* EXERCISE OBJECTIVE
Nothing in the entries below may be altered; print them as they stand.

* LISTED RECORDS
◇ ◇ ◇ ◇
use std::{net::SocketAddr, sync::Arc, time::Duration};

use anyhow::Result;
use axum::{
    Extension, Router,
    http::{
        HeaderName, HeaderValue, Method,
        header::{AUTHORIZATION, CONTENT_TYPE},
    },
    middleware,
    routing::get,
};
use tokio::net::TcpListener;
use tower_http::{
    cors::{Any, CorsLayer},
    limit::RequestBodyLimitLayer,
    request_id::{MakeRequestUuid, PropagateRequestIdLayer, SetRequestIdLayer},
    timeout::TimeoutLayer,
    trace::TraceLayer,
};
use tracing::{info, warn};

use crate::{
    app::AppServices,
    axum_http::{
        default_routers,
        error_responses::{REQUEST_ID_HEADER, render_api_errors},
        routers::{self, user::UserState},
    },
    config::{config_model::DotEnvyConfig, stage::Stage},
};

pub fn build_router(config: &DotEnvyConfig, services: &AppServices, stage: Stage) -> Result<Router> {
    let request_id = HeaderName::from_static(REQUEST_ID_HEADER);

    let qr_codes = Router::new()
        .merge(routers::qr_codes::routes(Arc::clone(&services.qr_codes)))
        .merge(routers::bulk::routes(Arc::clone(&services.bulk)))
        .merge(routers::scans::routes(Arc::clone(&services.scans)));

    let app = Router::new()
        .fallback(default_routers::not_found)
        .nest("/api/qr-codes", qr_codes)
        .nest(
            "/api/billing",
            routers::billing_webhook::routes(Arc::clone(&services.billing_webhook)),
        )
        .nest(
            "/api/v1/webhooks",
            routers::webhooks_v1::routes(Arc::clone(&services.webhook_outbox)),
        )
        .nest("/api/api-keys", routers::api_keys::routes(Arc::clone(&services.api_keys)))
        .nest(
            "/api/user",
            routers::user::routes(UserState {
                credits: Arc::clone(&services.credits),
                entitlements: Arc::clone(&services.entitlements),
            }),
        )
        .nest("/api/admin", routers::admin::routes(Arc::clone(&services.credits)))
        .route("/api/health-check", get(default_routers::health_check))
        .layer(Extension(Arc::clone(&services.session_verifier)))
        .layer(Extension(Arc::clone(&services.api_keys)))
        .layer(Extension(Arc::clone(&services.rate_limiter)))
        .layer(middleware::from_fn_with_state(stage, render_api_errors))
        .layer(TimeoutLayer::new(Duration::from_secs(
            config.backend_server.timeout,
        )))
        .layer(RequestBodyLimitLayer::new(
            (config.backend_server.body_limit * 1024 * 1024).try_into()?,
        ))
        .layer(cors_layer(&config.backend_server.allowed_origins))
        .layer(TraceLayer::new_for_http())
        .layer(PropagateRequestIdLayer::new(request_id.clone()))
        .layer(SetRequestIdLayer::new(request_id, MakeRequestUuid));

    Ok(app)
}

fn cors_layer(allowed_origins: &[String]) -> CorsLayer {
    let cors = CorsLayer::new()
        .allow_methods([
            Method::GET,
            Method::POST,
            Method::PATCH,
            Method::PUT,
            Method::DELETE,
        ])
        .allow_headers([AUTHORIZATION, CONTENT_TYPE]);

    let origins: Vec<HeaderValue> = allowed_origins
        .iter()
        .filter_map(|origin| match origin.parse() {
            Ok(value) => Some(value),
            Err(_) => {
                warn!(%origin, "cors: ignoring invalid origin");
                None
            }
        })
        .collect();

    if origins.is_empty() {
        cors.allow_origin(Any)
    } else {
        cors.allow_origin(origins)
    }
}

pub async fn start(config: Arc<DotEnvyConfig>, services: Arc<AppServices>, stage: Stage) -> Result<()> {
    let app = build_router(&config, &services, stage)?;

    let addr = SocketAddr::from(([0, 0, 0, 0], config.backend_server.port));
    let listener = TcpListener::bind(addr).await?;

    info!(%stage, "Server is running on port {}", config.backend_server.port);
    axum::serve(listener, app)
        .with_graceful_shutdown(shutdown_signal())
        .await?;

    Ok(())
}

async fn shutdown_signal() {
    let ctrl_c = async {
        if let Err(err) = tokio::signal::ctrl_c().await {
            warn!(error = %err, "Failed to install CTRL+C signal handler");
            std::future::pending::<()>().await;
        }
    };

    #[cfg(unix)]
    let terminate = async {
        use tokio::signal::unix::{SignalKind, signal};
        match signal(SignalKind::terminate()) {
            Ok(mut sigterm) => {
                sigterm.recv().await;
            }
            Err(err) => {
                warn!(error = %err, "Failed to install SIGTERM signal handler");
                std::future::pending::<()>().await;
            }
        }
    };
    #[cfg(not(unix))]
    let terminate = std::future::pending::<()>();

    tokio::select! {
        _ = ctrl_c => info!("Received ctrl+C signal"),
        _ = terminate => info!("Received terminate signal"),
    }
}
◇ ◇ ◇ ◇
* SOLUTION TO THIS PROBLEM
use std::{net::SocketAddr, sync::Arc, time::Duration};

use anyhow::Result;
use axum::{
    Extension, Router,
    http::{
        HeaderName, HeaderValue, Method,
        header::{AUTHORIZATION, CONTENT_TYPE},
    },
    middleware,
    routing::get,
};
use tokio::net::TcpListener;
use tower_http::{
    cors::{Any, CorsLayer},
    limit::RequestBodyLimitLayer,
    request_id::{MakeRequestUuid, PropagateRequestIdLayer, SetRequestIdLayer},
    timeout::TimeoutLayer,
    trace::TraceLayer,
};
use tracing::{info, warn};

use crate::{
    app::AppServices,
    axum_http::{
        default_routers,
        error_responses::{REQUEST_ID_HEADER, render_api_errors},
        routers::{self, user::UserState},
    },
    config::{config_model::DotEnvyConfig, stage::Stage},
};

pub fn build_router(config: &DotEnvyConfig, services: &AppServices, stage: Stage) -> Result<Router> {
    let request_id = HeaderName::from_static(REQUEST_ID_HEADER);

    let qr_codes = Router::new()
        .merge(routers::qr_codes::routes(Arc::clone(&services.qr_codes)))
        .merge(routers::bulk::routes(Arc::clone(&services.bulk)))
        .merge(routers::scans::routes(Arc::clone(&services.scans)));

    let app = Router::new()
        .fallback(default_routers::not_found)
        .nest("/api/qr-codes", qr_codes)
        .nest(
            "/api/billing",
            routers::billing_webhook::routes(Arc::clone(&services.billing_webhook)),
        )
        .nest(
            "/api/v1/webhooks",
            routers::webhooks_v1::routes(Arc::clone(&services.webhook_outbox)),
        )
        .nest("/api/api-keys", routers::api_keys::routes(Arc::clone(&services.api_keys)))
        .nest(
            "/api/user",
            routers::user::routes(UserState {
                credits: Arc::clone(&services.credits),
                entitlements: Arc::clone(&services.entitlements),
            }),
        )
        .nest("/api/admin", routers::admin::routes(Arc::clone(&services.credits)))
        .route("/api/health-check", get(default_routers::health_check))
        .layer(Extension(Arc::clone(&services.session_verifier)))
        .layer(Extension(Arc::clone(&services.api_keys)))
        .layer(Extension(Arc::clone(&services.rate_limiter)))
        .layer(middleware::from_fn_with_state(stage, render_api_errors))
        .layer(TimeoutLayer::new(Duration::from_secs(
            config.backend_server.timeout,
        )))
        .layer(RequestBodyLimitLayer::new(
            (config.backend_server.body_limit * 1024 * 1024).try_into()?,
        ))
        .layer(cors_layer(&config.backend_server.allowed_origins))
        .layer(TraceLayer::new_for_http())
        .layer(PropagateRequestIdLayer::new(request_id.clone()))
        .layer(SetRequestIdLayer::new(request_id, MakeRequestUuid));

    Ok(app)
}

fn cors_layer(allowed_origins: &[String]) -> CorsLayer {
    let cors = CorsLayer::new()
        .allow_methods([
            Method::GET,
            Method::POST,
            Method::PATCH,
            Method::PUT,
            Method::DELETE,
        ])
        .allow_headers([AUTHORIZATION, CONTENT_TYPE]);

    let origins: Vec<HeaderValue> = allowed_origins
        .iter()
        .filter_map(|origin| match origin.parse() {
            Ok(value) => Some(value),
            Err(_) => {
                warn!(%origin, "cors: ignoring invalid origin");
                None
            }
        })
        .collect();

    if origins.is_empty() {
        cors.allow_origin(Any)
    } else {
        cors.allow_origin(origins)
    }
}

pub async fn start(config: Arc<DotEnvyConfig>, services: Arc<AppServices>, stage: Stage) -> Result<()> {
    let app = build_router(&config, &services, stage)?;

    let addr = SocketAddr::from(([0, 0, 0, 0], config.backend_server.port));
    let listener = TcpListener::bind(addr).await?;

    info!(%stage, "Server is running on port {}", config.backend_server.port);
    axum::serve(listener, app)
        .with_graceful_shutdown(shutdown_signal())
        .await?;

    Ok(())
}

async fn shutdown_signal() {
    let ctrl_c = async {
        if let Err(err) = tokio::signal::ctrl_c().await {
            warn!(error = %err, "Failed to install CTRL+C signal handler");
            std::future::pending::<()>().await;
        }
    };

    #[cfg(unix)]
    let terminate = async {
        use tokio::signal::unix::{SignalKind, signal};
        match signal(SignalKind::terminate()) {
            Ok(mut sigterm) => {
                sigterm.recv().await;
            }
            Err(err) => {
                warn!(error = %err, "Failed to install SIGTERM signal handler");
                std::future::pending::<()>().await;
            }
        }
    };
    #[cfg(not(unix))]
    let terminate = std::future::pending::<()>();

    tokio::select! {
        _ = ctrl_c => info!("Received ctrl+C signal"),
        _ = terminate => info!("Received terminate signal"),
    }
}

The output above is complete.